Back to the beach
Lockdown is easing, and for the first time in months, we were able to get out for a couple of hours walking. What was once routine feels like the biggest treat imaginable.
If I'm honest, my daughters surprised me. For the first multi-hour walk we'd done in months, they were in very good spirits. The wind was blowing a hoolie, to the point my yougest was occasionally worried about being blown away, but we were still determindly walking along the beach.
We tried sheltering in a dip in the shingle, and it worked, after a fashion, as long as we lay down and hid amongst the plants. When we were flat on our backs, the wind screeched above our heads, furious that it could no longer toy with us. And the sun shone through the wind's impotent rage, warming us, and filling us with joy and optimism.
And, as I lay back, snuggled into the shingle drifts, with my youngest's head on my chest, I felt alive in a way I hadn't felt for months. The darkness was beginning to lift.

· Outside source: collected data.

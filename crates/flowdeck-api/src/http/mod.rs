//! HTTP/REST API layer for Flowdeck.
//!
//! Axum-based REST API at `/api/` with plain-string error bodies and CORS
//! support. Route handlers live in [`handlers`], the error-to-status mapping
//! in [`error`].

pub mod error;
pub mod handlers;
pub mod router;
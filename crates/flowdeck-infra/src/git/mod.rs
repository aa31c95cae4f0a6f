//! Git-backed commit store.
//!
//! The workflow directory is a plain git repository; every save, delete,
//! restore and revert becomes a commit on its single branch.

pub mod store;

pub use store::GitCommitStore;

After months of edgy, self-conscious, fast-paced walks around the neighbourhood, it was lovely to dawdle, to enjoy the view, to relax. To just be in nature, to enjoy the feel of the wind in my face, the salt in the air, and the crash of waves against the arm of the harbour was a deeper, richer pleasure for having been deprived of it for so long. To be outside without fear of judgement, or a need to watch the clock, felt like freedom in a profound way.
Lockdown was easing. Social distancing was easy right where we were. And the girls were walking with daddy again.
Back in nature
Nature has been there the whole time, of course, while we've been locked away in our homes. The sea has been relentlessly crashing on the shore, even when there's been no-one there to watch it. And, indeed, on our occasional, brief and harried trips to the beach during our daily allowed exercise, we were often alone - or close to it. People kept their distance, everyone alert both to keeping safe and to the sense of judgement that came with the perception that you might be breaking the lockdown rules.

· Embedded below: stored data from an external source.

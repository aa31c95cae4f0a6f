//! Upstream mirror: reconciling local workflows into the scheduler.
//!
//! [`UpstreamScheduler`] is the port over the scheduler's HTTP API;
//! [`MirrorService`] drives it through the reconcile, execute, and delete
//! flows. Every port method takes a cancellation token so a superseded
//! operation stops issuing calls promptly; the remote side effect of the
//! in-flight call may still land (at-least-once).

pub mod execute;
pub mod service;

use std::collections::BTreeMap;

use flowdeck_types::error::UpstreamError;
use flowdeck_types::upstream::{
    Environment, Project, ReleaseState, RemoteSchedule, RemoteWorkflow, ScheduleSpec,
};
use tokio_util::sync::CancellationToken;

pub use service::MirrorService;

/// Port over the upstream scheduler's workflow, project, schedule, and
/// environment APIs. Write payloads are pre-rendered form fields; the
/// implementation owns transport, auth, and envelope decoding.
pub trait UpstreamScheduler: Send + Sync {
    fn list_projects(
        &self,
        cancel: &CancellationToken,
    ) -> impl std::future::Future<Output = Result<Vec<Project>, UpstreamError>> + Send;

    fn create_project(
        &self,
        name: &str,
        cancel: &CancellationToken,
    ) -> impl std::future::Future<Output = Result<Project, UpstreamError>> + Send;

    /// Every workflow definition across every project, decorated with its
    /// project name and synthetic `ds-` identifier. Projects that fail to
    /// list are skipped with a warning.
    fn list_workflows(
        &self,
        cancel: &CancellationToken,
    ) -> impl std::future::Future<Output = Result<Vec<RemoteWorkflow>, UpstreamError>> + Send;

    fn list_workflows_by_project(
        &self,
        project_code: i64,
        cancel: &CancellationToken,
    ) -> impl std::future::Future<Output = Result<Vec<RemoteWorkflow>, UpstreamError>> + Send;

    fn set_release(
        &self,
        project_code: i64,
        workflow_code: i64,
        state: ReleaseState,
        cancel: &CancellationToken,
    ) -> impl std::future::Future<Output = Result<(), UpstreamError>> + Send;

    /// Create a definition; returns the assigned workflow code.
    fn create_workflow(
        &self,
        project_code: i64,
        form: &BTreeMap<String, String>,
        cancel: &CancellationToken,
    ) -> impl std::future::Future<Output = Result<i64, UpstreamError>> + Send;

    fn update_workflow(
        &self,
        project_code: i64,
        workflow_code: i64,
        form: &BTreeMap<String, String>,
        cancel: &CancellationToken,
    ) -> impl std::future::Future<Output = Result<(), UpstreamError>> + Send;

    /// Delete a definition. Idempotent: an absent definition is success,
    /// and an ONLINE definition is transitioned OFFLINE first.
    fn delete_workflow(
        &self,
        project_code: i64,
        workflow_code: i64,
        cancel: &CancellationToken,
    ) -> impl std::future::Future<Output = Result<(), UpstreamError>> + Send;

    /// Start an instance; returns the upstream `data` payload unchanged.
    fn start_instance(
        &self,
        project_code: i64,
        form: &BTreeMap<String, String>,
        cancel: &CancellationToken,
    ) -> impl std::future::Future<Output = Result<serde_json::Value, UpstreamError>> + Send;

    fn find_schedule(
        &self,
        project_code: i64,
        workflow_code: i64,
        cancel: &CancellationToken,
    ) -> impl std::future::Future<Output = Result<Option<RemoteSchedule>, UpstreamError>> + Send;

    /// Create a schedule for a definition; returns the schedule id.
    fn create_schedule(
        &self,
        project_code: i64,
        workflow_code: i64,
        spec: &ScheduleSpec,
        environment_code: Option<i64>,
        cancel: &CancellationToken,
    ) -> impl std::future::Future<Output = Result<i64, UpstreamError>> + Send;

    fn online_schedule(
        &self,
        project_code: i64,
        schedule_id: i64,
        cancel: &CancellationToken,
    ) -> impl std::future::Future<Output = Result<(), UpstreamError>> + Send;

    fn offline_schedule(
        &self,
        project_code: i64,
        schedule_id: i64,
        cancel: &CancellationToken,
    ) -> impl std::future::Future<Output = Result<(), UpstreamError>> + Send;

    fn delete_schedule(
        &self,
        project_code: i64,
        schedule_id: i64,
        cancel: &CancellationToken,
    ) -> impl std::future::Future<Output = Result<(), UpstreamError>> + Send;

    fn list_environments(
        &self,
        cancel: &CancellationToken,
    ) -> impl std::future::Future<Output = Result<Vec<Environment>, UpstreamError>> + Send;
}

But the rules have changed (for all of us now, not just Dominic Cummings), and we free to take our time, to enjoy, to linger. To be in nature again.
Even at the beginning of the bank holiday weekend, it still wasn't what you'd call busy. The wind was strong enough to keep the kitesurfers off the sea, and the walkers off the beach. A few people were admiring the power of the sea as it pounded explosively against the harbour arm, and a family were playing near the water, exulting in the mix of fear and excitement that the waves brought.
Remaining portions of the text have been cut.